The prizes we examined have (or had) a $10,000 or higher award. Our dataset includes 429 winners of close to eight hundred prizes for poetry, beginning with Carl Sandberg’s 1919 Pulitzer win and ending with last year’s winners… Of those 429 winners, over half have a degree of some sort from a cluster of eight schools: Harvard, University of Iowa, Stanford, Columbia, Yale, New York University, University of California, Berkeley, and Princeton. Forty percent also have an MFA and 20 percent of these MFAs were awarded by the U of Iowa alone. Around 60 percent of the poets who get tapped to judge attended that same small cluster of schools.

Hey, I went to Harvard! Where’s my money?

Philosopher Adam Kotsko decries the pressure to prove the humanities’ worth in terms of market forces, in his article “Not Persuasion, But Power: Against ‘Making the Case'”, part of a forum in Boston Review on “Higher Education in the Age of Coronavirus”.

For a generation or more, institutions of higher education have been actively dismantled—in many ways, transformed beyond recognition—by powerful constituencies who are actively hostile to academic values.
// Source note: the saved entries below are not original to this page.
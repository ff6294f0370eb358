use std::{fmt::Display, string::FromUtf8Error, sync::PoisonError};

/// Custom Result type for csvdb operations
pub type Result<T> = std::result::Result<T, Error>;

/// Error types for csvdb
#[derive(Debug, Clone, PartialEq)]
pub enum Error {
    /// Statement parsing error
    Parse(String),
    /// Unknown column, or an empty source with no table loaded yet
    NotFound(String),
    /// Source unreadable or malformed (including remote fetch failures)
    Load(String),
    /// Table could not be written back to its source
    Save(String),
    /// Operation defined but not implemented (insert, delete)
    Unsupported(String),
    /// A waiting query was abandoned because the table was closed
    Cancelled,
    /// Internal error (poisoned lock, I/O, etc.)
    Internal(String),
}

impl<T> From<PoisonError<T>> for Error {
    fn from(value: PoisonError<T>) -> Self {
        Error::Internal(value.to_string())
    }
}

impl From<std::io::Error> for Error {
    fn from(value: std::io::Error) -> Self {
        Error::Internal(value.to_string())
    }
}

impl From<FromUtf8Error> for Error {
    fn from(value: FromUtf8Error) -> Self {
        Error::Internal(value.to_string())
    }
}

impl std::error::Error for Error {}

impl Display for Error {
    fn fmt(&self, f: &mut std::fmt::Formatter<'_>) -> std::fmt::Result {
        match self {
            Error::Parse(err) => write!(f, "parse error {}", err),
            Error::NotFound(err) => write!(f, "{}", err),
            Error::Load(err) => write!(f, "{}", err),
            Error::Save(err) => write!(f, "{}", err),
            Error::Unsupported(err) => write!(f, "{}", err),
            Error::Cancelled => write!(f, "query cancelled, server is shutting down"),
            Error::Internal(err) => write!(f, "internal error {}", err),
        }
    }
}
use std::{
    collections::HashMap,
    sync::{
        Mutex,
        atomic::{AtomicUsize, Ordering},
    },
};

use crate::{
    error::{Error, Result},
    storage::{csv, source::Source, table::Table},
};

/// In-memory table source: identifier -> CSV text
#[derive(Debug, Default)]
pub struct MemorySource {
    data: Mutex<HashMap<String, String>>,
    loads: AtomicUsize,
}

impl MemorySource {
    pub fn new() -> Self {
        Self::default()
    }

    /// Adds (or replaces) the CSV text behind an identifier
    pub fn with(self, id: impl Into<String>, text: impl Into<String>) -> Self {
        self.set(id, text);
        self
    }

    pub fn set(&self, id: impl Into<String>, text: impl Into<String>) {
        // A poisoned map is still a valid map
        let mut data = self.data.lock().unwrap_or_else(|e| e.into_inner());
        data.insert(id.into(), text.into());
    }

    /// Returns the current CSV text behind an identifier
    pub fn get(&self, id: &str) -> Result<Option<String>> {
        Ok(self.data.lock()?.get(id).cloned())
    }

    /// Number of successful loads served so far
    pub fn loads(&self) -> usize {
        self.loads.load(Ordering::SeqCst)
    }
}

/// Implements the Source trait over the in-memory map
impl Source for MemorySource {
    fn load(&self, id: &str) -> Result<Table> {
        let text = self
            .get(id)?
            .ok_or(Error::Load(format!("unable to open {}", id)))?;
        let table = csv::load(text.as_bytes())?;
        self.loads.fetch_add(1, Ordering::SeqCst);
        Ok(table)
    }

    fn save(&self, id: &str, table: &Table) -> Result<()> {
        let mut out = Vec::new();
        csv::save(table, &mut out)?;
        self.set(id, String::from_utf8(out)?);
        Ok(())
    }
}

#[cfg(test)]
mod tests {
    use super::MemorySource;
    use crate::{
        error::{Error, Result},
        storage::source::Source,
    };

    #[test]
    fn test_memory() -> Result<()> {
        let source = MemorySource::new().with("t.csv", "a,b\n1,2\n");
        let table = source.load("t.csv")?;
        assert_eq!(table.columns(), ["a", "b"]);
        assert_eq!(source.loads(), 1);

        table.rows()[0].lock()?[0] = "9".into();
        source.save("t.csv", &table)?;
        assert_eq!(source.get("t.csv")?, Some("a,b\n9,2\n".to_string()));

        assert!(matches!(source.load("missing.csv"), Err(Error::Load(_))));
        assert_eq!(source.loads(), 1);
        Ok(())
    }
}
These constituencies include conservative politicians who view widespread access to liberal arts education as a recipe for social upheaval, and business leaders who want to shunt the expense of training workers for highly technical jobs onto the university system (and ultimately the students themselves). They do not need to be told of the benefits of a liberal arts education. They have often benefited from such an education themselves and are happy to provide it for their own children—including at elite Ivy League schools that do not even have the kind of vocational programs that they recommend so fervently for everyone else. They are well aware of the potential of liberal arts degrees to produce engaged and informed citizens who can navigate an ever-changing job market with confidence and creativity. That is precisely why they want to keep a true liberal arts education as a preserve of the elite, consigning everyone else to narrowly vocational paths that teach them how best to serve those above them in the social hierarchy.

I’ve spent the past five years working on a novel, which means I haven’t written anything I can make money from. I miss that sweet short story prize cash. But Origin Story is hard to excerpt. You need context for those blow jobs. At Craft Literary, novelist Maria Cichosz (Cam and Beau) explains why in “For Better or Worse: On the Failure of the Stand-Alone Excerpt”.

The novel is an act of devotion. To write a novel, you must love a story enough to want to spend a significant chunk of your life with it. The novel is not just a finished piece of work—like any extended relationship, it is a process of living that unfolds through time.

Another way of putting this: Writing a novel is like falling in love. It begins with an encounter. A character comes into your head fully formed and demands space, demands your time, demands a story. A scene compels you and won’t take no for an answer. It’s like that first glimpse across the bar, the touch of a hand sparking more than you could have expected, opening something inside you that you didn’t know was there. In this space, the short story writer thrives. They will run with that glance, crystallize it, transform it, reflect upon it, then sagely put it away. After all, the world is wide, and there are many encounters to be had. The novelist, on the other hand, is hooked. The glance is not enough—they start a conversation, stay up late into the night, arrange another meeting. The more time they spend in this world, the more compelling it becomes. They keep sleeping over until it becomes obvious that the only reasonable course of action is to pack their bags and move in, committing to a long and unpredictable process of mutual growth.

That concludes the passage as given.